#### EXERCISE INSTRUCTIONS:
Using the data below, return the stretch from the line that contains "let expected: f32" through the line that contains "pub mod asset;", both included, exactly as it stands and nothing beyond it.

Stored data
* * * * *

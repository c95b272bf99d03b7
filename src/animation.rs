//! Keyframe clips and the mixer that plays them back.
//!
//! A [`Clip`] holds keyframe [`Track`]s. A [`Mixer`] is bound to one part of
//! a [`Model`]; clips registered with [`Mixer::clip_action`] become actions
//! that can be (re)started with [`Mixer::play`]. Every [`Mixer::update`]
//! advances running actions by the elapsed time and writes the sampled
//! values onto the bound part. Actions are applied in the order they were
//! last started, so the most recently played clip wins.

use glam::Vec3;

use crate::scene::{Model, PartId};

/// Property of the bound part a track writes to.
#[derive(Debug, Clone, Copy, PartialEq, Eq, Hash)]
pub enum Binding {
    Position,
    Scale,
}

/// Linearly interpolated keyframes for a single property.
#[derive(Debug, Clone, PartialEq)]
pub struct Track {
    pub binding: Binding,
    /// Ascending keyframe times in seconds, one per value.
    times: Vec<f32>,
    values: Vec<Vec3>,
}

impl Track {
    /// Keyframes beyond the shorter of `times` and `values` are dropped.
    pub fn new(binding: Binding, mut times: Vec<f32>, mut values: Vec<Vec3>) -> Self {
        debug_assert!(times.windows(2).all(|pair| pair[0] <= pair[1]));
        let len = times.len().min(values.len());
        times.truncate(len);
        values.truncate(len);
        Self {
            binding,
            times,
            values,
        }
    }

    pub fn times(&self) -> &[f32] {
        &self.times
    }

    pub fn values(&self) -> &[Vec3] {
        &self.values
    }

    pub fn end_time(&self) -> f32 {
        self.times.last().copied().unwrap_or(0.0)
    }

    /// Samples the track, holding the first/last value outside its range.
    pub fn sample(&self, time: f32) -> Option<Vec3> {
        let first = *self.values.first()?;
        let last = *self.values.last()?;
        if time <= *self.times.first()? {
            return Some(first);
        }
        if time >= self.end_time() {
            return Some(last);
        }
        let next = self.times.partition_point(|&t| t <= time);
        let (t0, t1) = (self.times[next - 1], self.times[next]);
        let span = t1 - t0;
        let alpha = if span > 0.0 { (time - t0) / span } else { 1.0 };
        Some(self.values[next - 1].lerp(self.values[next], alpha))
    }
}

#[derive(Debug, Clone, PartialEq)]
pub struct Clip {
    pub name: String,
    pub duration: f32,
    pub tracks: Vec<Track>,
}

impl Clip {
    /// Clip lasting as long as its longest track.
    pub fn new(name: impl Into<String>, tracks: Vec<Track>) -> Self {
        let duration = tracks.iter().map(Track::end_time).fold(0.0, f32::max);
        Self {
            name: name.into(),
            duration,
            tracks,
        }
    }

    /// Two-keyframe translation from `from` at t=0 to `to` at t=`duration`.
    pub fn translation(name: impl Into<String>, from: Vec3, to: Vec3, duration: f32) -> Self {
        Self::new(
            name,
            vec![Track::new(
                Binding::Position,
                vec![0.0, duration],
                vec![from, to],
            )],
        )
    }
}

#[derive(Debug, Clone, Copy, PartialEq, Eq)]
pub enum LoopMode {
    /// Play once; with `clamp_when_finished` the last frame stays applied.
    Once,
    Repeat,
}

#[derive(Debug, Clone, Copy, PartialEq, Eq)]
pub enum ActionState {
    Stopped,
    Playing,
    Finished,
}

/// Handle to an action owned by a [`Mixer`].
#[derive(Debug, Clone, Copy, PartialEq, Eq, Hash)]
pub struct ActionId(usize);

#[derive(Debug, Clone)]
struct Action {
    clip: Clip,
    loop_mode: LoopMode,
    clamp_when_finished: bool,
    state: ActionState,
    time: f32,
    started: u64,
}

impl Action {
    fn advance(&mut self, delta: f32) {
        if self.state != ActionState::Playing {
            return;
        }
        self.time += delta;
        let duration = self.clip.duration;
        match self.loop_mode {
            LoopMode::Once if self.time >= duration => {
                self.time = duration;
                self.state = if self.clamp_when_finished {
                    ActionState::Finished
                } else {
                    ActionState::Stopped
                };
            }
            LoopMode::Repeat if duration > 0.0 => self.time %= duration,
            _ => {}
        }
    }

    fn is_applied(&self) -> bool {
        match self.state {
            ActionState::Playing => true,
            ActionState::Finished => self.clamp_when_finished,
            ActionState::Stopped => false,
        }
    }
}

/// Advances actions and applies them to a single bound part.
#[derive(Debug, Clone)]
pub struct Mixer {
    root: PartId,
    actions: Vec<Action>,
    time: f32,
    play_counter: u64,
}

impl Mixer {
    pub fn new(root: PartId) -> Self {
        Self {
            root,
            actions: Vec::new(),
            time: 0.0,
            play_counter: 0,
        }
    }

    pub fn root(&self) -> PartId {
        self.root
    }

    /// Total time this mixer has been advanced by.
    pub fn time(&self) -> f32 {
        self.time
    }

    /// Registers a clip as a one-shot action that clamps at its final frame.
    pub fn clip_action(&mut self, clip: Clip) -> ActionId {
        let id = ActionId(self.actions.len());
        self.actions.push(Action {
            clip,
            loop_mode: LoopMode::Once,
            clamp_when_finished: true,
            state: ActionState::Stopped,
            time: 0.0,
            started: 0,
        });
        id
    }

    pub fn set_loop(&mut self, id: ActionId, loop_mode: LoopMode, clamp_when_finished: bool) {
        if let Some(action) = self.actions.get_mut(id.0) {
            action.loop_mode = loop_mode;
            action.clamp_when_finished = clamp_when_finished;
        }
    }

    /// Restarts the action from t=0 and puts it on top of the others.
    pub fn play(&mut self, id: ActionId) {
        self.play_counter += 1;
        let started = self.play_counter;
        if let Some(action) = self.actions.get_mut(id.0) {
            action.time = 0.0;
            action.state = ActionState::Playing;
            action.started = started;
        }
    }

    pub fn stop(&mut self, id: ActionId) {
        if let Some(action) = self.actions.get_mut(id.0) {
            action.state = ActionState::Stopped;
            action.time = 0.0;
        }
    }

    pub fn state(&self, id: ActionId) -> Option<ActionState> {
        self.actions.get(id.0).map(|action| action.state)
    }

    /// Local time of the action.
    pub fn action_time(&self, id: ActionId) -> Option<f32> {
        self.actions.get(id.0).map(|action| action.time)
    }

    pub fn clip(&self, id: ActionId) -> Option<&Clip> {
        self.actions.get(id.0).map(|action| &action.clip)
    }

    /// Advances every running action by `delta` seconds and writes the
    /// sampled values onto the bound part.
    pub fn update(&mut self, delta: f32, model: &mut Model) {
        let delta = delta.max(0.0);
        self.time += delta;
        for action in &mut self.actions {
            action.advance(delta);
        }

        let Some(part) = model.part_mut(self.root) else {
            return;
        };
        let mut applied: Vec<&Action> = self.actions.iter().filter(|a| a.is_applied()).collect();
        applied.sort_by_key(|action| action.started);
        for action in applied {
            for track in &action.clip.tracks {
                let Some(value) = track.sample(action.time) else {
                    continue;
                };
                match track.binding {
                    Binding::Position => part.transform.translation = value,
                    Binding::Scale => part.transform.scale = value,
                }
            }
        }
    }
}

#[cfg(test)]
mod tests {
    use super::*;
    use crate::scene::Transform;

    fn bound_model() -> (Model, PartId) {
        let mut model = Model::new();
        let id = model.add_part("sa_low", None, Transform::IDENTITY);
        (model, id)
    }

    fn y(model: &Model, id: PartId) -> f32 {
        model.part(id).unwrap().transform.translation.y
    }

    #[test]
    fn track_interpolates_and_holds_ends() {
        let track = Track::new(
            Binding::Position,
            vec![0.0, 1.0, 3.0],
            vec![Vec3::ZERO, Vec3::Y, Vec3::Y * 3.0],
        );
        assert_eq!(track.sample(-1.0), Some(Vec3::ZERO));
        assert_eq!(track.sample(0.5), Some(Vec3::Y * 0.5));
        assert_eq!(track.sample(1.0), Some(Vec3::Y));
        assert_eq!(track.sample(2.0), Some(Vec3::Y * 2.0));
        assert_eq!(track.sample(10.0), Some(Vec3::Y * 3.0));
    }

    #[test]
    fn mismatched_keyframes_are_truncated() {
        let empty = Track::new(Binding::Position, Vec::new(), vec![Vec3::Y]);
        assert!(empty.values().is_empty());
        assert_eq!(empty.sample(0.0), None);
        assert_eq!(empty.end_time(), 0.0);

        let short = Track::new(Binding::Scale, vec![0.0, 1.0, 2.0], vec![Vec3::ZERO, Vec3::ONE]);
        assert_eq!(short.times(), &[0.0, 1.0]);
        assert_eq!(short.sample(5.0), Some(Vec3::ONE));
    }

    #[test]
    fn one_shot_clamps_at_final_frame() {
        let (mut model, id) = bound_model();
        let mut mixer = Mixer::new(id);
        let press = mixer.clip_action(Clip::translation("press", Vec3::ZERO, -Vec3::Y * 0.1, 0.1));
        mixer.play(press);
        assert_eq!(mixer.action_time(press), Some(0.0));

        mixer.update(0.05, &mut model);
        assert!((y(&model, id) + 0.05).abs() < 1e-6);
        assert_eq!(mixer.state(press), Some(ActionState::Playing));

        mixer.update(0.5, &mut model);
        assert_eq!(mixer.action_time(press), Some(0.1));
        assert_eq!(mixer.state(press), Some(ActionState::Finished));
        assert!((y(&model, id) + 0.1).abs() < 1e-6);

        mixer.update(0.5, &mut model);
        assert!((y(&model, id) + 0.1).abs() < 1e-6);
    }

    #[test]
    fn latest_played_action_wins() {
        let (mut model, id) = bound_model();
        let mut mixer = Mixer::new(id);
        let down = -Vec3::Y * 0.1;
        let press = mixer.clip_action(Clip::translation("press", Vec3::ZERO, down, 0.1));
        let release = mixer.clip_action(Clip::translation("release", down, Vec3::ZERO, 0.05));

        mixer.play(press);
        mixer.update(1.0, &mut model);
        mixer.play(release);
        mixer.update(1.0, &mut model);
        assert!(y(&model, id).abs() < 1e-6);

        mixer.play(press);
        mixer.update(1.0, &mut model);
        assert!((y(&model, id) + 0.1).abs() < 1e-6);
    }

    #[test]
    fn accumulated_time_is_sum_of_deltas() {
        let (mut model, id) = bound_model();
        let mut mixer = Mixer::new(id);
        let deltas = [0.016, 0.017, 0.0, 0.25, 0.001];
        for delta in deltas {
            mixer.update(delta, &mut model);
        }
        let expected: f32 = deltas.iter().sum();
        assert!((mixer.time() - expected).abs() < 1e-6);
    }

    #[test]
    fn repeat_wraps_and_unclamped_once_stops() {
        let (mut model, id) = bound_model();
        let mut mixer = Mixer::new(id);
        let spin = mixer.clip_action(Clip::translation("spin", Vec3::ZERO, Vec3::X, 1.0));
        mixer.set_loop(spin, LoopMode::Repeat, false);
        mixer.play(spin);
        mixer.update(2.25, &mut model);
        assert!((mixer.action_time(spin).unwrap() - 0.25).abs() < 1e-5);

        let blip = mixer.clip_action(Clip::translation("blip", Vec3::ZERO, Vec3::Z, 0.5));
        mixer.set_loop(blip, LoopMode::Once, false);
        mixer.play(blip);
        mixer.update(1.0, &mut model);
        assert_eq!(mixer.state(blip), Some(ActionState::Stopped));
    }
}
//! Interactive keycap viewer.
//!
//! Loads a glTF keycap model, lights it, and plays a short press/release
//! animation on one of its parts when the user hits `Enter` or clicks the
//! part. All viewer state lives in [`Viewer`], which stays free of any
//! windowing so it can be driven from tests; [`ViewerApp`] connects it to a
//! `winit` window and the `wgpu` [`Renderer`] on the desktop and in the
//! browser.

pub mod animation;
pub mod app;
pub mod asset;
pub mod camera;
pub mod config;
pub mod error;
pub mod host;
pub mod input;
pub mod interaction;
pub mod mesh;
pub mod raycast;
pub mod render;
pub mod scene;
pub mod time;
#[cfg(target_arch = "wasm32")]
pub mod web;

pub use animation::{ActionState, Clip, LoopMode, Mixer};
pub use app::Viewer;
pub use asset::{load_model, model_from_slice, AssetSource};
pub use camera::{OrbitControls, PerspectiveCamera};
pub use config::ViewerConfig;
pub use error::LoadError;
pub use host::ViewerApp;
pub use input::{KeyCode, MouseButton, NamedKey, Viewport};
pub use interaction::{InputHandler, Trigger};
pub use mesh::MeshData;
pub use render::{CameraParams, Draw, Frame, LightParams, Renderer};
pub use scene::{Model, Part, PartId, Transform};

* * * * *

#### WRITTEN ANSWER:
        let expected: f32 = deltas.iter().sum();
        assert!((mixer.time() - expected).abs() < 1e-6);
    }

    #[test]
    fn repeat_wraps_and_unclamped_once_stops() {
        let (mut model, id) = bound_model();
        let mut mixer = Mixer::new(id);
        let spin = mixer.clip_action(Clip::translation("spin", Vec3::ZERO, Vec3::X, 1.0));
        mixer.set_loop(spin, LoopMode::Repeat, false);
        mixer.play(spin);
        mixer.update(2.25, &mut model);
        assert!((mixer.action_time(spin).unwrap() - 0.25).abs() < 1e-5);

        let blip = mixer.clip_action(Clip::translation("blip", Vec3::ZERO, Vec3::Z, 0.5));
        mixer.set_loop(blip, LoopMode::Once, false);
        mixer.play(blip);
        mixer.update(1.0, &mut model);
        assert_eq!(mixer.state(blip), Some(ActionState::Stopped));
    }
}
//! Interactive keycap viewer.
//!
//! Loads a glTF keycap model, lights it, and plays a short press/release
//! animation on one of its parts when the user hits `Enter` or clicks the
//! part. All viewer state lives in [`Viewer`], which stays free of any
//! windowing so it can be driven from tests; [`ViewerApp`] connects it to a
//! `winit` window and the `wgpu` [`Renderer`] on the desktop and in the
//! browser.

pub mod animation;
pub mod app;
pub mod asset;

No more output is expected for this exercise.